Are you sure Steve overgeneralized? I think he just generalized. The cattle-yak-and-no-rice country in central Asia has been lightly populated for centuries. -- B Lode
The modal East Eurasian individual is a rice-eating Han Chinese, no doubt, but the extremes of variation in dietary practice between ethnie in the region are so dramatically greater than the equivalent European range that I'd speak of singular "diet" only with debilitating qualification.

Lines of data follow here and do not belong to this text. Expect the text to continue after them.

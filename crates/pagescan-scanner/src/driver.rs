// SPDX-License-Identifier: PMPL-1.0-or-later
// Copyright (c) 2026 Jonathan D.A. Jewell (hyperpolymath) <jonathan.jewell@open.ac.uk>
//
// Async driver — runs the detection loop on a tokio interval and moves
// CPU-bound work onto the blocking pool.
//
// The scanner lives behind an `Arc<tokio::sync::Mutex<_>>`. The lock is held
// only to start and to commit a step, never across the detector or the
// normalization engine or a camera acquisition; generation tokens discard results that arrive after
// the stage changed.

use std::sync::Arc;
use std::time::Duration;

use pagescan_core::{DeviceId, ScannerStage};
use pagescan_core::error::{Result, ScanError};
use tokio::sync::{Mutex, Notify, mpsc};
use tokio::task::JoinHandle;
use tokio::time::MissedTickBehavior;
use tracing::{debug, info, warn};

use crate::detection::TickOutcome;
use crate::machine::Scanner;

pub type SharedScanner = Arc<Mutex<Scanner>>;

pub fn shared(scanner: Scanner) -> SharedScanner {
    Arc::new(Mutex::new(scanner))
}

/// Notifications from the detection driver.
#[derive(Debug, Clone, PartialEq)]
pub enum DriverEvent {
    /// One tick completed.
    Tick(TickOutcome),
    /// Auto-capture fired but no capture strategy produced an image.
    CaptureFailed(String),
    /// The loop exited.
    Stopped,
}

/// Handle to a running detection loop.
pub struct DetectionDriver {
    handle: JoinHandle<()>,
    shutdown: Arc<Notify>,
}

impl DetectionDriver {
    /// Start ticking every `interval` while the scanner is in Camera.
    ///
    /// The loop exits on `stop`, when the scanner leaves Camera, or when the
    /// event receiver is dropped.
    pub fn spawn(
        scanner: SharedScanner,
        interval: Duration,
        events: mpsc::UnboundedSender<DriverEvent>,
    ) -> Self {
        let shutdown = Arc::new(Notify::new());
        let signal = Arc::clone(&shutdown);
        let handle = tokio::spawn(async move {
            Self::run(scanner, interval, signal, &events).await;
            let _ = events.send(DriverEvent::Stopped);
        });
        info!(interval_ms = interval.as_millis() as u64, "Detection driver started");
        Self { handle, shutdown }
    }

    /// Ask the loop to exit after the current step.
    pub fn stop(&self) {
        self.shutdown.notify_one();
    }

    pub fn is_finished(&self) -> bool {
        self.handle.is_finished()
    }

    /// Wait for the loop to exit.
    pub async fn join(self) {
        if let Err(err) = self.handle.await {
            warn!(error = %err, "Detection driver task failed");
        }
    }

    async fn run(
        scanner: SharedScanner,
        interval: Duration,
        shutdown: Arc<Notify>,
        events: &mpsc::UnboundedSender<DriverEvent>,
    ) {
        let mut ticker = tokio::time::interval(interval);
        ticker.set_missed_tick_behavior(MissedTickBehavior::Skip);

        loop {
            tokio::select! {
                _ = shutdown.notified() => {
                    debug!("Detection driver received shutdown signal");
                    break;
                }
                _ = ticker.tick() => {}
            }

            let pending = {
                let mut scanner = scanner.lock().await;
                if scanner.stage() != ScannerStage::Camera {
                    debug!(stage = %scanner.stage(), "Left camera stage; driver exiting");
                    break;
                }
                scanner.begin_detection()
            };
            let Some(pending) = pending else {
                continue;
            };

            let token = pending.token().clone();
            let (token, result) = match tokio::task::spawn_blocking(move || pending.run()).await {
                Ok(done) => done,
                Err(err) => {
                    warn!(error = %err, "Detection task failed");
                    scanner.lock().await.abandon_detection(&token);
                    continue;
                }
            };

            let committed = scanner.lock().await.finish_detection(&token, result);
            let event = match committed {
                Ok(Some(outcome)) => DriverEvent::Tick(outcome),
                Ok(None) => continue,
                Err(err) => DriverEvent::CaptureFailed(err.to_string()),
            };
            if events.send(event).is_err() {
                debug!("Event receiver dropped; driver exiting");
                break;
            }
        }
    }
}

/// Confirm the crop with normalization on the blocking pool.
///
/// `Ok(false)` when the stage changed before normalization finished.
pub async fn confirm_crop(scanner: &SharedScanner) -> Result<bool> {
    let pending = scanner.lock().await.begin_confirm()?;
    let (token, review) = tokio::task::spawn_blocking(move || pending.run())
        .await
        .map_err(|err| ScanError::NormalizationFailure(err.to_string()))?;
    scanner.lock().await.finish_confirm(&token, review)
}

/// Setup → Camera with the stream acquired off the lock. Busy-device
/// retries wait on the tokio timer.
///
/// `Ok(false)` when the stage changed while the camera was being opened.
pub async fn start_camera(scanner: &SharedScanner, device: Option<DeviceId>) -> Result<bool> {
    let pending = scanner.lock().await.begin_start_camera(device)?;
    let opened = pending.run().await;
    scanner.lock().await.finish_camera(opened)
}

/// Cropper → Camera, reopening the stream off the lock.
pub async fn cancel_crop(scanner: &SharedScanner) -> Result<bool> {
    let pending = scanner.lock().await.begin_cancel_crop()?;
    let opened = pending.run().await;
    scanner.lock().await.finish_camera(opened)
}

/// Cycle to the next camera off the lock. `None` when the switch was
/// overtaken by another transition.
pub async fn switch_camera(scanner: &SharedScanner) -> Result<Option<DeviceId>> {
    let pending = scanner.lock().await.begin_switch_camera()?;
    let device = pending.device().clone();
    let opened = pending.run().await;
    let switched = scanner.lock().await.finish_camera(opened)?;
    Ok(switched.then_some(device))
}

Subsisting on nomadic stock-rearing is equivalent in many ways to life as an apex grassland predator (with the notable deviation of dairy use), so it's no surprise that people like Mongols comprise only a drop in the ocean of sedentary agriculturalists (dense monocultures of what were often essentially forced vegetarians). But, as AG said, the metabolic peculiarities selected for under this kind of regime probably have broader relevance than you think because sedentary recipients of significant gene flow from Inner Asian pastoralists are vastly more numerous than the pastoralists themselves.
Worth considering is the fact that not all of East Asia was amenable to wet-rice agriculture -- look to the prominence of millet in northern China, parts of Korea, etc. For near-carnivory of a more maritime orientation, look to the Eskimos and some other boreal peoples.

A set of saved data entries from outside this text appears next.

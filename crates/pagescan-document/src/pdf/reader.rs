// SPDX-License-Identifier: PMPL-1.0-or-later
// Copyright (c) 2026 Jonathan D.A. Jewell (hyperpolymath) <jonathan.jewell@open.ac.uk>
//
// PDF reader — open and inspect assembled documents using the `lopdf` crate.

use std::path::Path;

use lopdf::Document;
use pagescan_core::error::{Result, ScanError};
use tracing::{debug, info, instrument};

/// Read-only view of an existing PDF.
pub struct PdfReader {
    document: Document,
}

impl PdfReader {
    /// Open a PDF from the filesystem.
    #[instrument(skip_all, fields(path = %path.as_ref().display()))]
    pub fn open(path: impl AsRef<Path>) -> Result<Self> {
        let path_ref = path.as_ref();
        info!("Opening PDF: {}", path_ref.display());

        let document = Document::load(path_ref).map_err(|err| {
            ScanError::PdfError(format!("failed to open {}: {}", path_ref.display(), err))
        })?;

        debug!(pages = document.get_pages().len(), "PDF loaded");

        Ok(Self { document })
    }

    /// Create a reader from raw PDF bytes already in memory.
    #[instrument(skip_all, fields(bytes_len = data.len()))]
    pub fn from_bytes(data: &[u8]) -> Result<Self> {
        let document = Document::load_mem(data).map_err(|err| {
            ScanError::PdfError(format!("failed to load PDF from memory: {}", err))
        })?;

        debug!(pages = document.get_pages().len(), "PDF loaded from bytes");

        Ok(Self { document })
    }

    pub fn page_count(&self) -> usize {
        self.document.get_pages().len()
    }
}

#[cfg(test)]
mod tests {
    use super::*;

    #[test]
    fn garbage_is_rejected() {
        assert!(matches!(
            PdfReader::from_bytes(b"%PDF-nope"),
            Err(ScanError::PdfError(_))
        ));
    }
}
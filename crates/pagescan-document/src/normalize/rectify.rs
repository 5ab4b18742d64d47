// SPDX-License-Identifier: PMPL-1.0-or-later
// Copyright (c) 2026 Jonathan D.A. Jewell (hyperpolymath) <jonathan.jewell@open.ac.uk>
//
// Perspective rectification — map a quad onto an upright rectangle.
//
// Corner convention: quad index 0 → (0, 0), 1 → (w, 0), 2 → (w, h),
// 3 → (0, h).

use image::{Rgba, RgbaImage};
use imageproc::geometric_transformations::{Interpolation, Projection, warp_into};
use pagescan_core::Quad;
use pagescan_core::error::{Result, ScanError};
use pagescan_core::geometry::quad_area;
use tracing::{debug, instrument};

/// Quads smaller than this (in square pixels) cannot be rectified.
const MIN_QUAD_AREA: f64 = 1.0;

/// A 4-point-to-rectangle projective warp.
pub trait PerspectiveTransform: Send + Sync {
    /// Warp the region bounded by `quad` into an image of `output` size.
    fn rectify(&self, image: &RgbaImage, quad: &Quad, output: (u32, u32)) -> Result<RgbaImage>;
}

/// [`PerspectiveTransform`] backed by `imageproc`'s planar homography.
#[derive(Debug, Clone, Copy)]
pub struct ProjectiveRectifier {
    interpolation: Interpolation,
    fill: Rgba<u8>,
}

impl Default for ProjectiveRectifier {
    fn default() -> Self {
        Self {
            interpolation: Interpolation::Bilinear,
            fill: Rgba([255, 255, 255, 255]),
        }
    }
}

impl ProjectiveRectifier {
    /// Use nearest-neighbour sampling. Faster, for previews.
    pub fn nearest() -> Self {
        Self {
            interpolation: Interpolation::Nearest,
            ..Self::default()
        }
    }
}

impl PerspectiveTransform for ProjectiveRectifier {
    #[instrument(skip(self, image, quad), fields(out_w = output.0, out_h = output.1))]
    fn rectify(&self, image: &RgbaImage, quad: &Quad, output: (u32, u32)) -> Result<RgbaImage> {
        let (out_w, out_h) = output;
        if out_w == 0 || out_h == 0 {
            return Err(ScanError::NormalizationFailure(format!(
                "empty output size {out_w}x{out_h}"
            )));
        }

        let area = quad_area(quad);
        if !area.is_finite() || area < MIN_QUAD_AREA {
            return Err(ScanError::NormalizationFailure(format!(
                "quad is degenerate (area {area:.2})"
            )));
        }

        let src = quad.to_f32_pairs();
        let dest: [(f32, f32); 4] = [
            (0.0, 0.0),
            (out_w as f32, 0.0),
            (out_w as f32, out_h as f32),
            (0.0, out_h as f32),
        ];

        let projection = Projection::from_control_points(src, dest).ok_or_else(|| {
            ScanError::NormalizationFailure("failed to compute projective transform".into())
        })?;

        let mut out = RgbaImage::new(out_w, out_h);
        warp_into(image, &projection, self.interpolation, self.fill, &mut out);

        debug!(out_w, out_h, "Perspective warp applied");
        Ok(out)
    }
}

#[cfg(test)]
mod tests {
    use super::*;
    use pagescan_core::Point;

    /// Left half red, right half blue.
    fn split_image() -> RgbaImage {
        RgbaImage::from_fn(100, 100, |x, _| {
            if x < 50 {
                Rgba([255, 0, 0, 255])
            } else {
                Rgba([0, 0, 255, 255])
            }
        })
    }

    #[test]
    fn axis_aligned_quad_acts_as_crop() {
        let quad = Quad::from_rect(10.0, 10.0, 90.0, 90.0);
        let out = ProjectiveRectifier::default()
            .rectify(&split_image(), &quad, (80, 80))
            .unwrap();
        assert_eq!(out.dimensions(), (80, 80));
        assert_eq!(out.get_pixel(10, 40), &Rgba([255, 0, 0, 255]));
        assert_eq!(out.get_pixel(70, 40), &Rgba([0, 0, 255, 255]));
    }

    #[test]
    fn corner_order_controls_orientation() {
        // Start the quad at the top-right corner: the output is mirrored.
        let quad = Quad::new([
            Point::new(90.0, 10.0),
            Point::new(10.0, 10.0),
            Point::new(10.0, 90.0),
            Point::new(90.0, 90.0),
        ]);
        let out = ProjectiveRectifier::nearest()
            .rectify(&split_image(), &quad, (80, 80))
            .unwrap();
        assert_eq!(out.get_pixel(10, 40), &Rgba([0, 0, 255, 255]));
        assert_eq!(out.get_pixel(70, 40), &Rgba([255, 0, 0, 255]));
    }

    #[test]
    fn degenerate_quad_fails() {
        let collapsed = Quad::new([Point::new(5.0, 5.0); 4]);
        let err = ProjectiveRectifier::default()
            .rectify(&split_image(), &collapsed, (10, 10))
            .unwrap_err();
        assert!(matches!(err, ScanError::NormalizationFailure(_)));
    }

    #[test]
    fn zero_output_fails() {
        let quad = Quad::from_rect(0.0, 0.0, 50.0, 50.0);
        assert!(
            ProjectiveRectifier::default()
                .rectify(&split_image(), &quad, (0, 10))
                .is_err()
        );
    }
}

TGGP: "I remember being told that peasants ate black or brown bread while rich people ate white, causing them to get gout."
ReplyDeleteYeah, but at least they didn't get ergotism.
...
One thought on this would be that China at least may have more upward mobility than the premodern West due to success on the civil service exam, which may be a confound.

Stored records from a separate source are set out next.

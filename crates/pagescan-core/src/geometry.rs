// SPDX-License-Identifier: PMPL-1.0-or-later
// Copyright (c) 2026 Jonathan D.A. Jewell (hyperpolymath) <jonathan.jewell@open.ac.uk>
//
// Quad geometry — bounding rectangles, overlap ratio, stability check,
// coordinate scaling, default seeding, and hit-testing helpers.
//
// Everything here is pure and allocation-free.

use crate::types::{Corner, Point, Quad};

/// Default stability threshold for auto-capture.
pub const DEFAULT_STABILITY_THRESHOLD: f64 = 0.90;

/// Number of consecutive detections compared by [`is_steady`].
pub const STABILITY_WINDOW: usize = 3;

/// Fraction of width/height left outside the default quad on each side.
pub const DEFAULT_INSET_FRACTION: f64 = 0.10;

/// Axis-aligned rectangle in image-pixel space.
#[derive(Debug, Clone, Copy, PartialEq)]
pub struct Rect {
    pub left: f64,
    pub top: f64,
    pub right: f64,
    pub bottom: f64,
}

impl Rect {
    pub fn width(&self) -> f64 {
        self.right - self.left
    }

    pub fn height(&self) -> f64 {
        self.bottom - self.top
    }

    pub fn area(&self) -> f64 {
        self.width() * self.height()
    }
}

/// Smallest axis-aligned rectangle containing every point.
///
/// Returns `None` for an empty slice.
pub fn bounding_rect(points: &[Point]) -> Option<Rect> {
    let first = points.first()?;
    let mut rect = Rect {
        left: first.x,
        top: first.y,
        right: first.x,
        bottom: first.y,
    };
    for p in &points[1..] {
        rect.left = rect.left.min(p.x);
        rect.top = rect.top.min(p.y);
        rect.right = rect.right.max(p.x);
        rect.bottom = rect.bottom.max(p.y);
    }
    Some(rect)
}

/// Intersection-over-union of two rectangles.
///
/// Zero when they do not overlap (touching edges count as not overlapping) or
/// when either has zero area.
pub fn rect_overlap_ratio(a: &Rect, b: &Rect) -> f64 {
    let left = a.left.max(b.left);
    let right = a.right.min(b.right);
    let top = a.top.max(b.top);
    let bottom = a.bottom.min(b.bottom);

    if left >= right || bottom <= top {
        return 0.0;
    }

    let intersection = (right - left) * (bottom - top);
    let union = a.area() + b.area() - intersection;
    if union <= 0.0 {
        return 0.0;
    }
    (intersection / union).clamp(0.0, 1.0)
}

/// Cheap stability proxy: IOU of the two quads' bounding rectangles.
///
/// Not a true polygon IOU. Symmetric, always in `[0, 1]`, and exactly `1.0`
/// for quads with the same (non-degenerate) bounding rectangle.
pub fn overlap_ratio(a: &Quad, b: &Quad) -> f64 {
    match (bounding_rect(a.points()), bounding_rect(b.points())) {
        (Some(ra), Some(rb)) => rect_overlap_ratio(&ra, &rb),
        _ => 0.0,
    }
}

/// Whether the most recent [`STABILITY_WINDOW`] detections agree.
///
/// `false` with fewer than three entries. Otherwise `true` iff the pairwise
/// ratios (0,1), (1,2) and (0,2) of the last three entries all exceed
/// `threshold`.
pub fn is_steady(history: &[Quad], threshold: f64) -> bool {
    if history.len() < STABILITY_WINDOW {
        return false;
    }
    let window = &history[history.len() - STABILITY_WINDOW..];
    let r01 = overlap_ratio(&window[0], &window[1]);
    let r12 = overlap_ratio(&window[1], &window[2]);
    let r02 = overlap_ratio(&window[0], &window[2]);
    r01 > threshold && r12 > threshold && r02 > threshold
}

/// Multiply every coordinate by `ratio`.
///
/// `scale_quad(scale_quad(q, r), 1.0 / r)` reproduces `q` up to rounding.
pub fn scale_quad(quad: &Quad, ratio: f64) -> Quad {
    Quad::new(quad.points().map(|p| p.scaled(ratio)))
}

/// Default crop for an image with no detection: the central 80%×80%.
pub fn default_quad(width: u32, height: u32) -> Quad {
    inset_quad(width, height, DEFAULT_INSET_FRACTION)
}

/// Rectangle inset by `fraction` of the width and height on each side.
pub fn inset_quad(width: u32, height: u32, fraction: f64) -> Quad {
    let (w, h) = (width as f64, height as f64);
    Quad::from_rect(w * fraction, h * fraction, w * (1.0 - fraction), h * (1.0 - fraction))
}

/// Scale that fits an image into a viewport without upscaling:
/// `min(vw / iw, vh / ih, 1)`.
pub fn fit_scale(viewport_width: f64, viewport_height: f64, width: u32, height: u32) -> f64 {
    if width == 0 || height == 0 || viewport_width <= 0.0 || viewport_height <= 0.0 {
        return 1.0;
    }
    (viewport_width / width as f64)
        .min(viewport_height / height as f64)
        .min(1.0)
}

/// Corner closest to `point`, with its distance.
pub fn nearest_corner(quad: &Quad, point: &Point) -> (Corner, f64) {
    let mut best = (Corner::TopLeft, f64::MAX);
    for corner in Corner::ALL {
        let d = quad.corner(corner).distance_to(point);
        if d < best.1 {
            best = (corner, d);
        }
    }
    best
}

/// Even-odd point-in-polygon test against the quad's outline.
///
/// Works for concave and self-intersecting quads, which a user drag can
/// produce.
pub fn quad_contains(quad: &Quad, point: &Point) -> bool {
    let pts = quad.points();
    let mut inside = false;
    let mut j = pts.len() - 1;
    for i in 0..pts.len() {
        let (pi, pj) = (pts[i], pts[j]);
        if (pi.y > point.y) != (pj.y > point.y) {
            let x_cross = (pj.x - pi.x) * (point.y - pi.y) / (pj.y - pi.y) + pi.x;
            if point.x < x_cross {
                inside = !inside;
            }
        }
        j = i;
    }
    inside
}

/// Output rectangle implied by the quad's edges.
///
/// Width is the mean of the top (0→1) and bottom (3→2) edges, height the
/// mean of the left (0→3) and right (1→2) edges. Each side is at least one
/// pixel.
pub fn rectified_size(quad: &Quad) -> (u32, u32) {
    let tl = quad.corner(Corner::TopLeft);
    let tr = quad.corner(Corner::TopRight);
    let br = quad.corner(Corner::BottomRight);
    let bl = quad.corner(Corner::BottomLeft);

    let width = (tl.distance_to(&tr) + bl.distance_to(&br)) / 2.0;
    let height = (tl.distance_to(&bl) + tr.distance_to(&br)) / 2.0;

    (
        (width.round() as u32).max(1),
        (height.round() as u32).max(1),
    )
}

/// Shoelace area of the quad (absolute value).
pub fn quad_area(quad: &Quad) -> f64 {
    let pts = quad.points();
    let mut twice = 0.0;
    for i in 0..pts.len() {
        let j = (i + 1) % pts.len();
        twice += pts[i].x * pts[j].y - pts[j].x * pts[i].y;
    }
    twice.abs() / 2.0
}

// -- Tests --------------------------------------------------------------------

#[cfg(test)]
mod tests {
    use super::*;

    fn rect_quad(l: f64, t: f64, r: f64, b: f64) -> Quad {
        Quad::from_rect(l, t, r, b)
    }

    #[test]
    fn overlap_of_quad_with_itself_is_one() {
        let q = Quad::new([
            Point::new(12.0, 30.0),
            Point::new(410.0, 18.0),
            Point::new(398.0, 520.0),
            Point::new(25.0, 511.0),
        ]);
        assert_eq!(overlap_ratio(&q, &q), 1.0);
    }

    #[test]
    fn disjoint_rectangles_have_zero_overlap() {
        let a = rect_quad(0.0, 0.0, 10.0, 10.0);
        let b = rect_quad(20.0, 20.0, 30.0, 30.0);
        assert_eq!(overlap_ratio(&a, &b), 0.0);

        // Sharing an edge is still no overlap.
        let c = rect_quad(10.0, 0.0, 20.0, 10.0);
        assert_eq!(overlap_ratio(&a, &c), 0.0);
    }

    #[test]
    fn overlap_is_symmetric_and_bounded() {
        let a = rect_quad(0.0, 0.0, 100.0, 100.0);
        let b = rect_quad(50.0, 0.0, 150.0, 100.0);
        let ab = overlap_ratio(&a, &b);
        let ba = overlap_ratio(&b, &a);
        assert_eq!(ab, ba);
        // 5000 / (10000 + 10000 - 5000)
        assert!((ab - 1.0 / 3.0).abs() < 1e-12);
        assert!((0.0..=1.0).contains(&ab));
    }

    #[test]
    fn zero_area_quad_has_zero_overlap() {
        let flat = rect_quad(0.0, 5.0, 100.0, 5.0);
        let a = rect_quad(0.0, 0.0, 100.0, 100.0);
        assert_eq!(overlap_ratio(&flat, &a), 0.0);
        assert_eq!(overlap_ratio(&flat, &flat), 0.0);
    }

    #[test]
    fn bounding_rect_handles_negative_coordinates() {
        let r = bounding_rect(&[Point::new(-5.0, -2.0), Point::new(3.0, 4.0)]).unwrap();
        assert_eq!(r.left, -5.0);
        assert_eq!(r.top, -2.0);
        assert_eq!(r.right, 3.0);
        assert_eq!(r.bottom, 4.0);
        assert!(bounding_rect(&[]).is_none());
    }

    #[test]
    fn steady_requires_three_entries() {
        let q = rect_quad(0.0, 0.0, 100.0, 100.0);
        assert!(!is_steady(&[], DEFAULT_STABILITY_THRESHOLD));
        assert!(!is_steady(&[q, q], DEFAULT_STABILITY_THRESHOLD));
        assert!(is_steady(&[q, q, q], DEFAULT_STABILITY_THRESHOLD));
    }

    #[test]
    fn steady_fails_when_any_pair_drifts() {
        let a = rect_quad(0.0, 0.0, 100.0, 100.0);
        let b = rect_quad(1.0, 1.0, 101.0, 101.0);
        let far = rect_quad(30.0, 0.0, 130.0, 100.0);
        assert!(is_steady(&[a, b, a], DEFAULT_STABILITY_THRESHOLD));
        assert!(!is_steady(&[a, b, far], DEFAULT_STABILITY_THRESHOLD));
        // Threshold is strict: identical quads never exceed 1.0.
        assert!(!is_steady(&[a, a, a], 1.0));
    }

    #[test]
    fn scale_round_trip_is_lossless_within_tolerance() {
        let q = Quad::new([
            Point::new(13.7, 21.1),
            Point::new(977.3, 15.9),
            Point::new(1003.2, 1411.8),
            Point::new(4.4, 1399.0),
        ]);
        for ratio in [0.5625, 0.1, 3.0, 1.0 / 7.0] {
            let back = scale_quad(&scale_quad(&q, ratio), 1.0 / ratio);
            for (a, b) in q.points().iter().zip(back.points()) {
                assert!((a.x - b.x).abs() < 1e-9 && (a.y - b.y).abs() < 1e-9);
            }
        }
    }

    #[test]
    fn default_quad_covers_central_eighty_percent() {
        let q = default_quad(1000, 1000);
        assert_eq!(
            q.points(),
            &[
                Point::new(100.0, 100.0),
                Point::new(900.0, 100.0),
                Point::new(900.0, 900.0),
                Point::new(100.0, 900.0),
            ]
        );
        let q = default_quad(800, 600);
        assert_eq!(q.corner(Corner::BottomRight), Point::new(720.0, 540.0));
    }

    #[test]
    fn fit_scale_never_upscales() {
        assert_eq!(fit_scale(2000.0, 2000.0, 800, 600), 1.0);
        assert_eq!(fit_scale(400.0, 600.0, 800, 600), 0.5);
        assert_eq!(fit_scale(800.0, 150.0, 800, 600), 0.25);
    }

    #[test]
    fn nearest_corner_picks_closest() {
        let q = rect_quad(0.0, 0.0, 100.0, 100.0);
        let (corner, d) = nearest_corner(&q, &Point::new(97.0, 4.0));
        assert_eq!(corner, Corner::TopRight);
        assert!((d - 5.0).abs() < 1e-12);
    }

    #[test]
    fn contains_handles_skewed_quads() {
        let q = Quad::new([
            Point::new(10.0, 0.0),
            Point::new(90.0, 10.0),
            Point::new(100.0, 90.0),
            Point::new(0.0, 100.0),
        ]);
        assert!(quad_contains(&q, &Point::new(50.0, 50.0)));
        assert!(!quad_contains(&q, &Point::new(2.0, 2.0)));
        assert!(!quad_contains(&q, &Point::new(150.0, 50.0)));
    }

    #[test]
    fn rectified_size_averages_opposite_edges() {
        let q = Quad::new([
            Point::new(0.0, 0.0),
            Point::new(100.0, 0.0),
            Point::new(110.0, 200.0),
            Point::new(-10.0, 200.0),
        ]);
        let (w, h) = rectified_size(&q);
        assert_eq!(w, 110);
        // Both side edges are sqrt(10^2 + 200^2) ≈ 200.25.
        assert_eq!(h, 200);
    }

    #[test]
    fn shoelace_area_of_rectangle() {
        let q = rect_quad(0.0, 0.0, 10.0, 5.0);
        assert!((quad_area(&q) - 50.0).abs() < 1e-12);
    }
}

On a related note, it's really hard to find out anything to about how much social mobility there was in China in the pre-modern period. I mean, sure they don't have an important nobility and in theory anyone who gets educated can take power, but how much did this shake out in practice?
But syndrome X may simply be a genetic adaptation that isn't working in the modern world for people who've left their genetic homeland.
ReplyDeleteEver thought about why vitamin D matters? Apparently, vitamin D deficiency is related to breast cancer, diabetes, autism, and a host of things. In Minnesota, the Somalia immigrant population has a terribly high rate of autism--much higher than the "native" minnesotans have. And curiously, the same high rate is seen by Somalis in Sweden (in Somalia, autism is un heard of, but it's hard to know what that means...)
So, here's a reasonable hypothesis: moving above the 45th parallel is bad for someone with extremely dark skin.
But more, even the people of Scandinavian descent in MN have vitamind D deficiency. Why? Well, what is it that Scandinavians eat at home but not in MN? Oily fish, the kind high in vitamin D.
So maybe very small ethnic differences account for very large differences in the body's ability to handle food and vitamins. Maybe similarly, maybe the mediterranean diet is good if you're ethnically mediterranean, but isn't good if you are from North Asia. And maybe what's called diabetes in some isn't a problem the way it is in others, because some ethnic groups dont' get the heart disease from it the way others do.